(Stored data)
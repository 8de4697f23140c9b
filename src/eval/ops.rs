//! Operator semantics shared by compiled evaluators.

use std::cmp::Ordering;
use std::collections::BTreeMap;

use crate::ast::{BinaryOp, Pattern, UnaryOp};
use crate::error::EvalError;
use crate::types::{Entity, EntityType, EntityUid, Type, Value};

use super::Environment;

pub(crate) fn unary(op: UnaryOp, arg: &Value) -> Result<Value, EvalError> {
    match op {
        UnaryOp::Not => Ok(Value::Bool(!arg.as_bool()?)),
        UnaryOp::Neg => arg.neg(),
        UnaryOp::IsEmpty => Ok(Value::Bool(arg.as_set()?.is_empty())),
    }
}

pub(crate) fn binary(
    op: BinaryOp,
    lhs: &Value,
    rhs: &Value,
    env: &Environment<'_>,
) -> Result<Value, EvalError> {
    let ordered = |accept: fn(Ordering) -> bool| lhs.compare(rhs).map(|ord| Value::Bool(accept(ord)));
    match op {
        BinaryOp::Eq => Ok(Value::Bool(lhs == rhs)),
        BinaryOp::NotEq => Ok(Value::Bool(lhs != rhs)),
        BinaryOp::Less => ordered(Ordering::is_lt),
        BinaryOp::LessEq => ordered(Ordering::is_le),
        BinaryOp::Greater => ordered(Ordering::is_gt),
        BinaryOp::GreaterEq => ordered(Ordering::is_ge),
        BinaryOp::Add => lhs.add(rhs),
        BinaryOp::Sub => lhs.sub(rhs),
        BinaryOp::Mul => lhs.mul(rhs),
        BinaryOp::In => is_in(lhs, rhs, env).map(Value::Bool),
        BinaryOp::Contains => lhs.contains(rhs).map(Value::Bool),
        BinaryOp::ContainsAll => lhs.contains_all(rhs).map(Value::Bool),
        BinaryOp::ContainsAny => lhs.contains_any(rhs).map(Value::Bool),
        BinaryOp::GetTag => get_tag(lhs, rhs, env),
        BinaryOp::HasTag => has_tag(lhs, rhs, env).map(Value::Bool),
    }
}

/// Hierarchy membership. The right side is one entity or a set of entities.
pub(crate) fn is_in(lhs: &Value, rhs: &Value, env: &Environment<'_>) -> Result<bool, EvalError> {
    let entity = lhs.as_entity()?;
    match rhs {
        Value::EntityUid(target) => Ok(env.hierarchy.is_ancestor(env.entities, entity, target)),
        Value::Set(items) => {
            let targets = items
                .iter()
                .map(|item| item.as_entity().cloned())
                .collect::<Result<Vec<EntityUid>, _>>()?;
            Ok(env.hierarchy.is_in_set(env.entities, entity, &targets))
        }
        other => Err(EvalError::type_error(
            &[Type::Entity, Type::Set],
            other.type_of(),
        )),
    }
}

pub(crate) fn is_entity_type(value: &Value, entity_type: &EntityType) -> Result<bool, EvalError> {
    Ok(value.as_entity()?.entity_type() == entity_type)
}

pub(crate) fn like(value: &Value, pattern: &Pattern) -> Result<bool, EvalError> {
    Ok(pattern.wildcard_match(value.as_str()?))
}

fn lookup_entity<'e>(
    uid: &EntityUid,
    attr: &str,
    env: &Environment<'e>,
) -> Result<&'e Entity, EvalError> {
    if uid.is_unspecified() {
        return Err(EvalError::UnspecifiedEntity {
            attr: attr.to_string(),
        });
    }
    env.entities
        .entity(uid)
        .ok_or_else(|| EvalError::EntityNotExist(uid.clone()))
}

pub(crate) fn get_attr(value: &Value, attr: &str, env: &Environment<'_>) -> Result<Value, EvalError> {
    match value {
        Value::Record(fields) => fields.get(attr).cloned().ok_or_else(|| EvalError::AttributeAccess {
            attr: attr.to_string(),
            on: "record".to_string(),
        }),
        Value::EntityUid(uid) => {
            let entity = lookup_entity(uid, attr, env)?;
            entity
                .attr(attr)
                .cloned()
                .ok_or_else(|| EvalError::AttributeAccess {
                    attr: attr.to_string(),
                    on: uid.to_string(),
                })
        }
        other => Err(EvalError::type_error(
            &[Type::Record, Type::Entity],
            other.type_of(),
        )),
    }
}

/// Like [`get_attr`] but a missing key or entity yields `false`.
pub(crate) fn has_attr(value: &Value, attr: &str, env: &Environment<'_>) -> Result<bool, EvalError> {
    match value {
        Value::Record(fields) => Ok(fields.contains_key(attr)),
        Value::EntityUid(uid) => Ok(env
            .entities
            .entity(uid)
            .is_some_and(|entity| entity.attr(attr).is_some())),
        other => Err(EvalError::type_error(
            &[Type::Record, Type::Entity],
            other.type_of(),
        )),
    }
}

fn get_tag(lhs: &Value, rhs: &Value, env: &Environment<'_>) -> Result<Value, EvalError> {
    let uid = lhs.as_entity()?;
    let tag = rhs.as_str()?;
    let entity = lookup_entity(uid, tag, env)?;
    entity.tag(tag).cloned().ok_or_else(|| EvalError::TagAccess {
        tag: tag.to_string(),
        entity: uid.clone(),
    })
}

fn has_tag(lhs: &Value, rhs: &Value, env: &Environment<'_>) -> Result<bool, EvalError> {
    let uid = lhs.as_entity()?;
    let tag = rhs.as_str()?;
    Ok(env
        .entities
        .entity(uid)
        .is_some_and(|entity| entity.tag(tag).is_some()))
}

/// Builds a record from evaluated fields; a repeated key keeps its last value.
pub(crate) fn record(fields: impl IntoIterator<Item = (String, Value)>) -> Value {
    let fields: BTreeMap<String, Value> = fields.into_iter().collect();
    Value::Record(fields.into())
}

- **Task details**
Look through the entries above, and wherever a line holds the string "crate", copy it.

- **Answer space**
use crate::ast::{BinaryOp, Pattern, UnaryOp};
use crate::error::EvalError;
use crate::types::{Entity, EntityType, EntityUid, Type, Value};
pub(crate) fn unary(op: UnaryOp, arg: &Value) -> Result<Value, EvalError> {
pub(crate) fn binary(
pub(crate) fn is_in(lhs: &Value, rhs: &Value, env: &Environment<'_>) -> Result<bool, EvalError> {
pub(crate) fn is_entity_type(value: &Value, entity_type: &EntityType) -> Result<bool, EvalError> {
pub(crate) fn like(value: &Value, pattern: &Pattern) -> Result<bool, EvalError> {
pub(crate) fn get_attr(value: &Value, attr: &str, env: &Environment<'_>) -> Result<Value, EvalError> {
pub(crate) fn has_attr(value: &Value, attr: &str, env: &Environment<'_>) -> Result<bool, EvalError> {
pub(crate) fn record(fields: impl IntoIterator<Item = (String, Value)>) -> Value {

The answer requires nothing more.